In celebration of the Feast of the Three Hierarchs Sunday—the patrons of the Seminary chapel—the community of St. Vladimir's Seminary gathered together for Divine Liturgy and the 39th Annual Father Alexander Schmemann Memorial Lecture.
His Beatitude, Metropolitan Tikhon presided over Divine Liturgy Sunday morning at Three Hierarchs Chapel. His Beatitude offered beautiful remarks for the occasion, drawing on metaphors of song and instruments:
And, indeed, throughout the service to the Three Hierarchs, these great teachers of the Church are compared to instruments: to panpipes or flutes, to lyres or harps .... The three saints we celebrate today contribute different, but harmonious, sounds to the music of theology. And this image of theology, and of Christian life, as harmonious music is an image of perennial—and indeed, eternal—significance. The service of the three saints teaches us that we Christians, across space and time, have no higher purpose than to contribute our harmonious notes to the great music of God. The Christian who desires to imitate these three great saints must allow himself to be played by the Spirit as a supple, obedient instrument, in harmony with all the music of past ages, and in harmony with his fellow-faithful in his own time. God is able to raise up stones as sons of Abraham, but instead He has chosen each of us to make a humble but irreplicable contribution to His great music.
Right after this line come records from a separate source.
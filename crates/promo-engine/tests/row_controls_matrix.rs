//! Every combination of the four boolean row flags, checked against the
//! rules the table relies on.

use promo_engine::{PriceControl, RowAction, controls_for, css_class};
use promo_types::CampaignFlags;

fn all_flags() -> Vec<CampaignFlags> {
    (0u8..32)
        .map(|bits| CampaignFlags {
            free: bits & 1 != 0,
            live: bits & 2 != 0,
            complete: bits & 4 != 0,
            paid: bits & 8 != 0,
            sponsor: bits & 16 != 0,
            ..Default::default()
        })
        .collect()
}

#[test]
fn test_live_rows_lead_with_view_live() {
    for flags in all_flags() {
        let controls = controls_for(&flags);
        assert_eq!(
            controls.actions.first() == Some(&RowAction::ViewLive),
            flags.live,
            "{:?}",
            flags
        );
    }
}

#[test]
fn test_complete_rows_are_settled() {
    for flags in all_flags().into_iter().filter(|f| f.complete) {
        let controls = controls_for(&flags);
        assert_eq!(controls.price, PriceControl::Settled);
        assert!(!controls.allows(RowAction::Delete));
        assert!(!controls.allows(RowAction::Pay));
        assert_eq!(controls.allows(RowAction::Edit), flags.sponsor);
        assert_eq!(controls.info.as_deref(), Some("complete/live"));
    }
}

#[test]
fn test_pending_rows_can_always_be_edited_and_deleted() {
    for flags in all_flags().into_iter().filter(|f| !f.complete) {
        let controls = controls_for(&flags);
        assert!(controls.allows(RowAction::Edit), "{:?}", flags);
        assert!(controls.allows(RowAction::Delete), "{:?}", flags);
        assert!(controls.info.is_none());
    }
}

#[test]
fn test_free_button_only_for_sponsors_not_yet_free() {
    for flags in all_flags().into_iter().filter(|f| !f.complete) {
        let controls = controls_for(&flags);
        let expected = flags.sponsor && !flags.free;
        assert_eq!(
            controls.price == PriceControl::FreeButton,
            expected,
            "{:?}",
            flags
        );
    }
}

#[test]
fn test_css_class_always_starts_with_row_class() {
    for flags in all_flags() {
        let class = css_class(&flags);
        assert!(class.starts_with("campaign-row"));
        assert_eq!(class.contains(" paid"), flags.paid && !flags.complete);
    }
}
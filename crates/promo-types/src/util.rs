use crate::{Error, Result};
use chrono::{Datelike, NaiveDate};

/// Milliseconds in one day, the unit picker offsets are expressed in.
pub const MS_PER_DAY: i64 = 86_400 * 1000;

/// Parse a date typed into a campaign form.
///
/// Accepts `M/D/YYYY` (with or without zero padding) as written by the
/// date picker, and ISO `YYYY-MM-DD`.
pub fn parse_form_date(value: &str) -> Result<NaiveDate> {
    let trimmed = value.trim();
    if trimmed.is_empty() {
        return Err(Error::InvalidDate(value.to_string()));
    }

    NaiveDate::parse_from_str(trimmed, "%m/%d/%Y")
        .or_else(|_| NaiveDate::parse_from_str(trimmed, "%Y-%m-%d"))
        .map_err(|_| Error::InvalidDate(value.to_string()))
}

/// Format a date the way the picker writes it back into the input (`M/D/YYYY`).
pub fn format_form_date(date: NaiveDate) -> String {
    format!("{}/{}/{}", date.month(), date.day(), date.year())
}
use crate::context::ExecutionContext;
use crate::presentation::presenters;
use crate::presentation::view_models::{CampaignRowViewModel, ExportViewModel};
use crate::presentation::{Badge, CommandOutput, ConsoleRenderer, Renderer};
use crate::types::ExportFormat;
use anyhow::Result;
use std::io::Write;
use std::path::PathBuf;

const CSV_HEADER: [&str; 9] = [
    "id", "start", "end", "duration", "bid", "cpm_cents", "speed", "targeting", "status",
];

pub fn handle(ctx: &ExecutionContext, format: ExportFormat, output: Option<PathBuf>) -> Result<()> {
    let table = ctx.load_table()?;
    let rows: Vec<CampaignRowViewModel> = table
        .rows()
        .iter()
        .map(presenters::present_campaign_row)
        .collect();

    let bytes = match format {
        ExportFormat::Csv => write_csv(&rows)?,
        ExportFormat::Json => serde_json::to_vec_pretty(&rows)?,
    };

    let Some(path) = output else {
        let mut stdout = std::io::stdout().lock();
        stdout.write_all(&bytes)?;
        if format == ExportFormat::Json {
            writeln!(stdout)?;
        }
        return Ok(());
    };

    std::fs::write(&path, &bytes)?;
    tracing::info!(path = %path.display(), rows = rows.len(), "campaigns exported");

    let vm = ExportViewModel {
        format: format.to_string(),
        rows: rows.len(),
        output_path: path.display().to_string(),
    };
    let result = CommandOutput::new(vm).with_badge(Badge::done("Exported"));
    ConsoleRenderer::new(ctx.json_mode()).render(result)
}

fn write_csv(rows: &[CampaignRowViewModel]) -> Result<Vec<u8>> {
    let mut writer = csv::Writer::from_writer(Vec::new());
    writer.write_record(CSV_HEADER)?;
    for row in rows {
        let duration = row.duration.to_string();
        let cpm = row.cpm_cents.to_string();
        writer.write_record([
            row.id.as_str(),
            row.start.as_str(),
            row.end.as_str(),
            duration.as_str(),
            row.bid.as_str(),
            cpm.as_str(),
            row.speed.as_str(),
            row.targeting.as_str(),
            row.css_class.as_str(),
        ])?;
    }
    Ok(writer.into_inner().map_err(|e| anyhow::anyhow!("{}", e))?)
}

#[cfg(test)]
mod tests {
    use super::*;

    fn row(id: &str) -> CampaignRowViewModel {
        CampaignRowViewModel {
            id: id.to_string(),
            start: "5/1/2013".to_string(),
            end: "5/4/2013".to_string(),
            duration: 3,
            bid: "$50".to_string(),
            spent: None,
            cpm_cents: 250,
            speed: "standard".to_string(),
            targeting: "pics".to_string(),
            css_class: "campaign-row paid".to_string(),
            actions: vec!["pay".to_string()],
            price_control: Some("change".to_string()),
            info: None,
        }
    }

    #[test]
    fn test_csv_has_header_and_rows() -> Result<()> {
        let bytes = write_csv(&[row("1"), row("2")])?;
        let text = String::from_utf8(bytes)?;
        let lines: Vec<&str> = text.lines().collect();
        assert_eq!(lines.len(), 3);
        assert_eq!(
            lines[0],
            "id,start,end,duration,bid,cpm_cents,speed,targeting,status"
        );
        assert_eq!(
            lines[1],
            "1,5/1/2013,5/4/2013,3,$50,250,standard,pics,campaign-row paid"
        );
        Ok(())
    }
}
On Sunday evening the Seminary community gathered again, this time in the Metropolitan Philip Auditorium for the Father Alexander Schmemann Memorial Lecture. Another five hundred people from around the country and abroad signed up to watch the lecture online. This year's lecture was delivered by The Rev. Dr. Khaled Anatolios, the John A. O'Brien Professor of Theology at the University of Notre Dame.
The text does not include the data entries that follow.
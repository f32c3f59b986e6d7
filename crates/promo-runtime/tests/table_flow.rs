//! Table Manager Flow Tests
//!
//! Drive the table and form together the way the page does and check the
//! transitions, backend requests and the single edit session.

use promo_engine::{BidPolicy, RowAction};
use promo_runtime::{
    CampaignTable, CreateOutcome, Element, FormController, FormPlacement, Result, Step,
    TransitionRunner,
};
use promo_testing::doubles::BackendCall;
use promo_testing::fixtures::{LINK_ID, row_with_flags, sample_row, sponsor_flags};
use promo_testing::{RecordingBackend, RecordingSurface};
use promo_types::{CampaignId, Cpm, Dollars};

fn form() -> FormController {
    let policy = BidPolicy {
        min_bid: Dollars::new(20.0).unwrap(),
        min_daily_bid: Dollars::new(5.0).unwrap(),
        targeted_multiplier: 1.5,
    };
    FormController::new(policy, Cpm::from_cents(125).unwrap())
}

fn id(n: u64) -> CampaignId {
    CampaignId::from_number(n)
}

fn table(rows: u64, max: usize) -> CampaignTable {
    CampaignTable::from_rows(LINK_ID, max, (1..=rows).map(sample_row))
}

#[test]
fn test_editing_second_row_closes_first() -> Result<()> {
    let mut table = table(2, 5);
    let mut form = form();

    table.edit(&id(1), &mut form)?;
    let transition = table.edit(&id(2), &mut form)?;

    // the first row comes back before the form moves
    let steps = transition.steps();
    let restore = steps
        .iter()
        .position(|s| *s == Step::FadeIn { target: Element::Row(id(1)) })
        .unwrap();
    let staging = steps
        .iter()
        .position(|s| *s == Step::InsertStagingRow { after: id(2) })
        .unwrap();
    assert!(restore < staging);

    assert_eq!(table.placement(), &FormPlacement::Inline { row: id(2) });
    assert!(!table.row(&id(1)).unwrap().hidden);
    assert!(table.row(&id(2)).unwrap().hidden);
    assert_eq!(table.session().unwrap().row(), &id(2));
    Ok(())
}

#[test]
fn test_create_while_editing_cancels_edit() -> Result<()> {
    let mut table = table(1, 5);
    let mut form = form();
    table.edit(&id(1), &mut form)?;

    let CreateOutcome::Opened(transition) = table.create(&mut form) else {
        panic!("expected the form to open");
    };

    assert!(transition.steps().contains(&Step::RemoveStagingRow));
    assert_eq!(table.placement(), &FormPlacement::Standalone);
    assert!(table.session().is_none());
    assert!(form.fields().campaign_id.is_none());
    Ok(())
}

#[test]
fn test_create_at_limit_shows_error() {
    let mut table = table(3, 3);

    let CreateOutcome::LimitReached { limit, transition } = table.create(&mut form()) else {
        panic!("expected the limit to be reached");
    };

    assert_eq!(limit.count, 3);
    assert_eq!(
        transition.steps(),
        &[
            Step::FadeIn { target: Element::TooManyCampaignsError },
            Step::Disable { target: Element::NewCampaignButton },
        ]
    );
    assert_eq!(table.placement(), &FormPlacement::Hidden);
}

#[test]
fn test_delete_sends_one_request_with_link_id() -> Result<()> {
    let mut table = table(3, 3);
    let backend = RecordingBackend::new();

    let transition = table.delete(&id(2), &backend)?;

    let calls = backend.calls();
    assert_eq!(calls.len(), 1);
    assert_eq!(calls[0].0, BackendCall::Delete);
    assert_eq!(calls[0].1.campaign_id36, id(2));
    assert_eq!(calls[0].1.link_id, LINK_ID);

    assert!(transition.steps().contains(&Step::RemoveRow { id: id(2) }));
    // back under the limit
    assert!(transition.steps().contains(&Step::Enable { target: Element::NewCampaignButton }));
    assert_eq!(table.len(), 2);
    Ok(())
}

#[test]
fn test_delete_of_edited_row_closes_form() -> Result<()> {
    let mut table = table(2, 5);
    let mut form = form();
    table.edit(&id(1), &mut form)?;

    let transition = table.delete(&id(1), &RecordingBackend::new())?;

    assert_eq!(transition.steps().first(), Some(&Step::FadeOut { target: Element::Form }));
    assert!(table.session().is_none());
    Ok(())
}

#[test]
fn test_free_request_fades_control_once() -> Result<()> {
    let mut table = CampaignTable::from_rows(LINK_ID, 5, vec![row_with_flags(1, sponsor_flags())]);
    let backend = RecordingBackend::new();

    let transition = table.free(&id(1), &backend)?;

    assert_eq!(
        transition.steps(),
        &[Step::FadeOut { target: Element::FreeControl(id(1)) }]
    );
    assert_eq!(backend.count(BackendCall::Free), 1);
    assert!(!table.row(&id(1)).unwrap().allows(RowAction::Free));
    assert!(table.free(&id(1), &backend).is_err());
    assert_eq!(backend.count(BackendCall::Free), 1);
    Ok(())
}

#[test]
fn test_new_campaign_transition_runs_with_single_done() -> Result<()> {
    let mut table = table(0, 5);
    let mut form = form();
    let CreateOutcome::Opened(_) = table.create(&mut form) else {
        panic!("expected the form to open");
    };

    form.set_start_date("5/1/2013");
    form.set_end_date("5/4/2013");
    form.set_bid("50");
    assert!(form.revalidate());
    let row = form.build_row(Some(id(1)), Default::default())?;

    let transition = table.new_campaign(row)?;
    let mut surface = RecordingSurface::new();
    let completed = TransitionRunner::run(&transition, &mut surface)?;

    assert_eq!(completed.steps, surface.steps.len());
    assert_eq!(surface.done_calls, 1);
    assert!(surface.steps.contains(&Step::InsertRow { id: id(1) }));
    assert!(table.row(&id(1)).unwrap().allows(RowAction::Pay));
    Ok(())
}
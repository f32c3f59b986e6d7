use crate::form::FormFields;
use promo_types::CampaignId;
use serde::Serialize;

/// Where the shared campaign form currently lives.
#[derive(Debug, Clone, Default, PartialEq, Eq, Serialize)]
#[serde(tag = "placement", rename_all = "snake_case")]
pub enum FormPlacement {
    /// Above the table, hidden.
    #[default]
    Hidden,
    /// Above the table, visible, creating a new campaign.
    Standalone,
    /// Inside the staging row below `row`, editing it.
    Inline { row: CampaignId },
}

/// The one campaign being edited: its id and the values copied into the form.
#[derive(Debug, Clone, PartialEq, Serialize)]
pub struct EditSession {
    row: CampaignId,
    snapshot: FormFields,
}

impl EditSession {
    pub fn new(row: CampaignId, snapshot: FormFields) -> Self {
        Self { row, snapshot }
    }

    pub fn row(&self) -> &CampaignId {
        &self.row
    }

    pub fn snapshot(&self) -> &FormFields {
        &self.snapshot
    }

    /// True when the form no longer matches what was loaded from the row.
    pub fn is_dirty(&self, current: &FormFields) -> bool {
        &self.snapshot != current
    }
}
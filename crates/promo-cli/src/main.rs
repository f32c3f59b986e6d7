use clap::Parser;
use promo::{Cli, run};

fn main() {
    // Reset SIGPIPE to default behavior to prevent panic on broken pipe
    // (e.g., when piping to `head` or `less` that exits early)
    #[cfg(unix)]
    reset_sigpipe();

    let cli = Cli::parse();

    if let Err(e) = run(cli) {
        eprintln!("Error: {}", e);
        std::process::exit(1);
    }
}

#[cfg(unix)]
fn reset_sigpipe() {
    unsafe {
        libc::signal(libc::SIGPIPE, libc::SIG_DFL);
    }
}
mod campaign;
mod money;
mod status;

pub use campaign::{CampaignFlags, CampaignId, CampaignRow, DateRange, Speed, Targeting};
pub use money::{Cpm, Dollars};
pub use status::{CampaignStatus, Lifecycle, Payment};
"The significance of this event is for me deeply personal," Fr Khaled began in the introduction to his lecture. "Though I never met Fr. Alexander Schmemann in person, his writings have had so great an impact on me over the years as to warrant my counting him as both a theological mentor and even, I would say, a spiritual father."
Father Khaled, a scholar of the early Church, went on to speak to “Salvation as Liturgy: Alexander Schmemann’s Liturgical Theology and the Renewal of the Joy of Salvation.” During his talk, as Fr. Khaled discussed the idea of "doxological contrition" and the correlation between joy and repentance as found in the theological vision of Schmemann.
"If we accept Fr. Schmemann's witness to the indispensability of Christian joy, then we have to recognize that the psalmist's prayer, 'Restore to me the joy of your salvation [ps. 50:12a LXX],' has already been fully answered in Christ our Savior," explained Fr. Khaled. "To confess Christ as savior is to partake of the joy of His resurrection and to disseminate that joy. But this is not a matter of superficial emotionality, but rather an effort of constant conversion. Christian joy is a repentance whose starting point and ending point is always the glory of the risen Christ."
The 39th Schmemann Lecture concluded with words of sincere gratitude to Fr. Khaled from Seminary President The Very Rev. Dr. Chad Hatfield, who thanked Fr. Khaled for his "remarkable" and profound message to everyone listening.
A replay of the 39th Annual Father Alexander Schmemann Memorial Lecture is available to watch on the Seminary's YouTube channel.